--- Material to process Enclosed Below ---

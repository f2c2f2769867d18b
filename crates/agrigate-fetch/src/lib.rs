//! Artifact sources for the model registry.

#[cfg(feature = "http")]
mod hub;
mod local;

#[cfg(feature = "http")]
pub use hub::HubFetcher;
pub use local::LocalDirSource;
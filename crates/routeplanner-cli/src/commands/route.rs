//! Route command handler for finding a path between two map points.

use std::io;
use std::path::Path;
use std::process::ExitCode;

use anyhow::{Context, Result};
use tracing::info;

use routeplanner_lib::{RoutePlanner, SearchOutcome};

use crate::commands::load_model;
use crate::output::{render_route, OutputFormat};
use crate::terminal::ColorPalette;

/// Exit status reported when the two points are not connected.
pub const NO_PATH_EXIT_CODE: u8 = 2;

/// Arguments for the route command.
#[derive(Debug, Clone, Copy)]
pub struct RouteCommandArgs {
    /// Start point as `[x, y]` percentages of the map extent.
    pub start: [f64; 2],
    /// End point as `[x, y]` percentages of the map extent.
    pub end: [f64; 2],
}

/// Handle the route subcommand.
///
/// Succeeds with [`NO_PATH_EXIT_CODE`] when the search finds no route.
pub fn handle_route_command(
    map: Option<&Path>,
    format: OutputFormat,
    args: &RouteCommandArgs,
) -> Result<ExitCode> {
    let model = load_model(map)?;

    let mut planner =
        RoutePlanner::new(&model, args.start, args.end).context("failed to resolve route endpoints")?;
    let outcome = planner.run().context("route search failed")?;
    info!(
        start = planner.start_node(),
        goal = planner.end_node(),
        expanded = planner.expanded_nodes(),
        ?outcome,
        "route search finished"
    );

    let route = planner.route();
    let palette = ColorPalette::detect();
    render_route(&mut io::stdout().lock(), route.as_ref(), format, palette)
        .context("failed to write route")?;

    Ok(match outcome {
        SearchOutcome::Found => ExitCode::SUCCESS,
        SearchOutcome::NoPath => ExitCode::from(NO_PATH_EXIT_CODE),
    })
}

--- End of Enclosed Material to process ---

Using the records above, copy each line that contains "local".

- _Solution to this problem_
mod local;
pub use local::LocalDirSource;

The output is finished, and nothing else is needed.